Existing space stations have a varied history. The Soviet Union launched the first space station in 1986 with the name Mir, which some translate as peace, world, or in pre-revolutionary times, society. They assembled it in orbit, and in its later life, it hosted several international visitors. Over a decade after the launch of Mir, five countries and a number of intergovernmental treaties oversaw the launch of the currently active International Space Station (ISS) in 1998. The ISS makes sixteen earth orbits per day, with peak visibility during twilight.
Like Mir before it in 2001, the ISS is set to meet a managed end. By 2031 its remnants will share their final resting place in the South Pacific Ocean’s so-called “spacecraft cemetery.” The countries involved in its launch have not yet planned any international infrastructure to replace it.
After its descent, the Chinese Tiangong will be the only remaining space station in orbit.
Unlike space stations, perhaps spaceports don’t need to manifest beyond their fictions. Plain old ports exist because they fulfill a need. Marking the passage of a resource moving, from land to sea, sea to land, or embarking into the air, ports facilitate movement across terrains, sovereignties, and engineered environments.
But spaceports do more than that. As fictions, they facilitate movement that more explicitly bridges worlds. Worlds that could have wholly unknown ecologies.
While the term “worldbuilding” enjoys cyclical revivals in the popular imagination, a different definition of worlds could be offered here (a definition intended to be neither definitive nor canonical, but instead to be a temporary guide). We regularly think of worlds operating with specific external boundaries, which contain relative internal coherency despite the occasional leak.(1) The Victorian fascination with terrariums demonstrates this well. But what if the opposite were true, and unstable boundaries are precisely what constitutes worldness? Its contradictions exceed it. A world is so much a world that its boundaries cannot entirely be certain, with constant leaks into other worlds or further recesses into its own. With unstable boundaries, its relationships can be symbiotic, predatory, or, as more often happens, a mix of both. Ultimately in this understanding, a world confounds expectations of agency for those meeting it.

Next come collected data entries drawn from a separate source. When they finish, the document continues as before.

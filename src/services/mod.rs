pub mod menu_service;
pub mod order_service;
pub mod user_service;

pub use menu_service::MenuService;
pub use order_service::OrderService;
pub use user_service::UserService;
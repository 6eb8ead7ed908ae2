use serde::{Deserialize, Serialize};
use utoipa::ToSchema;
use uuid::Uuid;

use crate::{
    error::AppError,
    models::{Category, MenuItem},
    services::order_service::price_to_minor_units,
};

#[derive(Debug, Deserialize, ToSchema)]
pub struct CreateCategoryRequest {
    pub name: String,
    #[serde(default)]
    pub sort_order: i32,
}

#[derive(Debug, Deserialize, ToSchema)]
pub struct MenuItemRequest {
    pub category_id: Uuid,
    pub name: String,
    pub description: Option<String>,
    pub price: f64,
    #[serde(default = "default_active")]
    pub active: bool,
    pub image_url: Option<String>,
}

fn default_active() -> bool {
    true
}

impl MenuItemRequest {
    pub fn into_menu_item(self, id: Uuid) -> Result<MenuItem, AppError> {
        if self.name.trim().is_empty() {
            return Err(AppError::BadRequest("name must not be empty".into()));
        }
        // Orders store prices in minor units; a price that cannot be
        // converted could never be ordered.
        if price_to_minor_units(self.price).is_none() {
            return Err(AppError::BadRequest(
                "price must be a non-negative amount within range".into(),
            ));
        }
        Ok(MenuItem {
            id,
            category_id: self.category_id,
            name: self.name,
            description: self.description,
            price: self.price,
            active: self.active,
            image_url: self.image_url,
        })
    }
}

#[derive(Debug, Serialize, ToSchema)]
pub struct MenuByCategory {
    pub category: Category,
    pub items: Vec<MenuItem>,
}

#[cfg(test)]
mod tests {
    use super::*;

    fn request(price: f64) -> MenuItemRequest {
        MenuItemRequest {
            category_id: Uuid::new_v4(),
            name: "Pizza".into(),
            description: None,
            price,
            active: true,
            image_url: None,
        }
    }

    #[test]
    fn orderable_prices_are_accepted() {
        let item = request(9.5).into_menu_item(Uuid::nil()).expect("valid");
        assert_eq!(item.price, 9.5);
        assert!(request(0.0).into_menu_item(Uuid::nil()).is_ok());
    }

    #[test]
    fn prices_without_minor_unit_form_are_rejected() {
        for price in [-0.01, f64::NAN, f64::INFINITY, 1e17] {
            let err = request(price).into_menu_item(Uuid::nil()).expect_err("invalid price");
            assert!(matches!(err, AppError::BadRequest(_)), "price {price}");
        }
    }

    #[test]
    fn blank_name_is_rejected() {
        let mut req = request(1.0);
        req.name = "  ".into();
        assert!(req.into_menu_item(Uuid::nil()).is_err());
    }
}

Do you think today we could build infrastructure that bridges worlds? There’s a joke that the most fantastical thing in the Star Trek universe is not the worlds they encounter, but the fact that intergalactic video calling actually works.
Standardization is one strategy for cross-world interoperability. Historically, standardization often comes from sovereignties wanting to consolidate. An early example: the first Chinese emperor sought to standardize measurements in the second century B.C.E. Other needs for standardization came from crises, like during the early twentieth century when a fire broke out in Maryland, United States, and firefighters arriving from other states could not connect their fire hoses to the fire hydrants. Many large-scale efforts at manufacturing standardization across sovereignties, though initiated before World War II, came to pass after its wake.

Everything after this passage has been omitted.